Q2: A study uses 10 participants per group to investigate a treatment effect. Compared with a larger sample, a small sample size is more likely to:
Correct answer:
Increase the likelihood of a Type II error — failing to detect an effect that may actually be present.
Why:
Small samples have lower power for detecting smaller real effects.
Q3: What is the purpose of an operational definition?
Correct answer:
To clearly describe how variables are measured and how data are collected.
Why:
A good operational definition makes the methodology credible and allows other researchers to repeat the study as closely as possible.
Q4. A researcher concludes that because p = 0.08, the treatment has no effect.
This interpretation is:
A. Incorrect because non-significant findings are inconclusive
B. Correct because p > 0.05
C. Correct because the null hypothesis has been proven
D. Appropriate when the sample size is small
Correct answer:
A. Incorrect because non-significant findings are inconclusive.
Why it is correct:
A non-significant result can mean either that the effect is absent or that the study lacked the sensitivity/power to detect it.
Why the other options are incorrect:
B. p > 0.05 means the result is not statistically significant; it does not prove no effect.
C. A non-significant result does not prove the null hypothesis.
D. A small sample actually makes failure to detect a real effect more likely.
Q5. Which statement best describes external validity?
A. The ability to detect a clinically meaningful significant effect
B. The reliability of measurements
C. The extent to which findings can be generalised to the wider population
D. The degree of statistical power and likelihood a statistically significant effect will be found should it exist
Correct answer:
C. The extent to which findings can be generalised to the wider population.
Why it is correct:
External validity concerns generalisability beyond the study sample.
Why the other options are incorrect:
A. This refers to clinical importance/detectability, not external validity.

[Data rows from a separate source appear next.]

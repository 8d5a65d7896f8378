use super::*;

#[test]
fn first_request_renders() {
    let mut t = RenderThrottle::default();
    assert!(t.request(0.0));
    assert!(!t.is_pending());
}

#[test]
fn request_within_interval_is_deferred() {
    let mut t = RenderThrottle::new(16.0);
    assert!(t.request(100.0));
    assert!(!t.request(105.0));
    assert!(t.is_pending());
}

#[test]
fn request_after_interval_renders() {
    let mut t = RenderThrottle::new(16.0);
    assert!(t.request(100.0));
    assert!(!t.request(110.0));
    assert!(t.request(116.0));
    assert!(!t.is_pending());
}

#[test]
fn flood_renders_once_per_interval() {
    let mut t = RenderThrottle::new(16.0);
    let rendered = (0..100).filter(|i| t.request(f64::from(*i))).count();
    // 0, 16, 32, 48, 64, 80, 96
    assert_eq!(rendered, 7);
    assert!(t.is_pending());
}

#[test]
fn flush_pays_out_deferred_render_once() {
    let mut t = RenderThrottle::new(16.0);
    t.request(0.0);
    t.request(4.0);
    assert!(t.flush(8.0));
    assert!(!t.flush(9.0));
}

#[test]
fn flush_without_pending_is_noop() {
    let mut t = RenderThrottle::new(16.0);
    assert!(!t.flush(0.0));
    t.request(0.0);
    assert!(!t.flush(1.0));
}

#[test]
fn force_clears_pending_and_restarts_interval() {
    let mut t = RenderThrottle::new(16.0);
    t.request(0.0);
    t.request(5.0);
    t.force(10.0);
    assert!(!t.is_pending());
    assert!(!t.request(20.0));
    assert!(t.request(26.0));
}

#[test]
fn clock_going_backwards_renders() {
    let mut t = RenderThrottle::new(16.0);
    t.request(1000.0);
    assert!(t.request(10.0));
}

#[test]
fn reset_forgets_history() {
    let mut t = RenderThrottle::new(16.0);
    t.request(0.0);
    t.request(1.0);
    t.reset();
    assert!(!t.is_pending());
    assert!(t.request(2.0));
}
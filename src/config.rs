//! Engine tuning knobs.
//!
//! Defaults come from [`crate::consts`]. A host may override them from a JSON
//! document ([`EngineConfig::from_json`]) or, for native harnesses, from
//! `COORDPICK_*` environment variables ([`EngineConfig::from_env`]).

#[cfg(test)]
#[path = "config_test.rs"]
mod config_test;

use std::str::FromStr;

use serde::{Deserialize, Serialize};

use crate::consts::{MAX_MARKERS, RENDER_INTERVAL_MS, TAP_MAX_DURATION_MS, TAP_MOVE_THRESHOLD_PX, ZOOM_STEP};
use crate::error::ConfigError;

/// Which conditions a released contact must meet to count as a tap.
#[derive(Debug, Clone, Copy, PartialEq, Eq, Default, Serialize, Deserialize)]
#[serde(rename_all = "snake_case")]
pub enum TapPolicy {
    /// Movement within the threshold is enough; hold time is ignored.
    MovementOnly,
    /// Movement within the threshold and a short enough hold.
    #[default]
    MovementAndDuration,
}

impl FromStr for TapPolicy {
    type Err = ConfigError;

    fn from_str(s: &str) -> Result<Self, Self::Err> {
        match s {
            "movement_only" => Ok(Self::MovementOnly),
            "movement_and_duration" => Ok(Self::MovementAndDuration),
            other => Err(ConfigError::Invalid { field: "tap_policy", reason: format!("unknown policy `{other}`") }),
        }
    }
}

#[derive(Debug, Clone, PartialEq, Serialize, Deserialize)]
#[serde(default)]
pub struct EngineConfig {
    /// Contact movement, in screen pixels, beyond which a session pans.
    pub tap_move_threshold_px: f64,
    /// Longest hold, in milliseconds, that still counts as a tap.
    pub tap_max_duration_ms: f64,
    pub tap_policy: TapPolicy,
    /// Minimum spacing between throttled renders.
    pub render_interval_ms: f64,
    /// Factor applied by `zoom_in` / `zoom_out` and the `+` / `-` keys.
    pub zoom_step: f64,
    pub max_markers: usize,
}

impl Default for EngineConfig {
    fn default() -> Self {
        Self {
            tap_move_threshold_px: TAP_MOVE_THRESHOLD_PX,
            tap_max_duration_ms: TAP_MAX_DURATION_MS,
            tap_policy: TapPolicy::default(),
            render_interval_ms: RENDER_INTERVAL_MS,
            zoom_step: ZOOM_STEP,
            max_markers: MAX_MARKERS,
        }
    }
}

impl EngineConfig {
    /// Defaults overridden by any parseable `COORDPICK_*` variables.
    ///
    /// Unparseable values fall back to the default; parseable but
    /// out-of-domain values are rejected.
    ///
    /// # Errors
    ///
    /// Returns [`ConfigError::Invalid`] naming the first offending field.
    pub fn from_env() -> Result<Self, ConfigError> {
        let defaults = Self::default();
        let config = Self {
            tap_move_threshold_px: env_parse("COORDPICK_TAP_MOVE_THRESHOLD_PX", defaults.tap_move_threshold_px),
            tap_max_duration_ms: env_parse("COORDPICK_TAP_MAX_DURATION_MS", defaults.tap_max_duration_ms),
            tap_policy: env_parse("COORDPICK_TAP_POLICY", defaults.tap_policy),
            render_interval_ms: env_parse("COORDPICK_RENDER_INTERVAL_MS", defaults.render_interval_ms),
            zoom_step: env_parse("COORDPICK_ZOOM_STEP", defaults.zoom_step),
            max_markers: env_parse("COORDPICK_MAX_MARKERS", defaults.max_markers),
        };
        config.validate()?;
        Ok(config)
    }

    /// Parse and validate a JSON document. Missing fields take defaults.
    ///
    /// # Errors
    ///
    /// Returns [`ConfigError::Json`] for malformed input and
    /// [`ConfigError::Invalid`] for out-of-domain values.
    pub fn from_json(json: &str) -> Result<Self, ConfigError> {
        let config: Self = serde_json::from_str(json)?;
        config.validate()?;
        Ok(config)
    }

    /// Check every field against its domain.
    ///
    /// # Errors
    ///
    /// Returns [`ConfigError::Invalid`] naming the first offending field.
    pub fn validate(&self) -> Result<(), ConfigError> {
        positive("tap_move_threshold_px", self.tap_move_threshold_px)?;
        positive("tap_max_duration_ms", self.tap_max_duration_ms)?;
        positive("render_interval_ms", self.render_interval_ms)?;
        if !(self.zoom_step.is_finite() && self.zoom_step > 1.0) {
            return Err(ConfigError::Invalid { field: "zoom_step", reason: format!("must be > 1.0, got {}", self.zoom_step) });
        }
        if self.max_markers == 0 {
            return Err(ConfigError::Invalid { field: "max_markers", reason: "must be at least 1".into() });
        }
        Ok(())
    }
}

fn positive(field: &'static str, value: f64) -> Result<(), ConfigError> {
    if value.is_finite() && value > 0.0 {
        Ok(())
    } else {
        Err(ConfigError::Invalid { field, reason: format!("must be a positive number, got {value}") })
    }
}

/// Read `key` from the environment, falling back to `default` when the variable
/// is absent or does not parse.
pub(crate) fn env_parse<T>(key: &str, default: T) -> T
where
    T: FromStr + Copy,
{
    match std::env::var(key) {
        Ok(raw) => raw.trim().parse::<T>().unwrap_or(default),
        Err(_) => default,
    }
}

B. Measurement reliability is a different methodological property.
D. This describes statistical power.
Q6. Which of the following represents research misconduct?
A. Reporting a negative result
B. Using non-random allocation
C. Fabricating data that were never collected
D. Not publishing non-statistical results
Correct answer:
C. Fabricating data that were never collected.
Why it is correct:
Fabrication means making up results/data.
Why the other options are incorrect:
A. Reporting a negative result is not misconduct.
B. Non-random allocation may be a weaker design choice but is not itself fabrication/falsification/plagiarism.
D. The lecture discussed failure to publish negative results as a questionable research practice, not the same category as fabrication.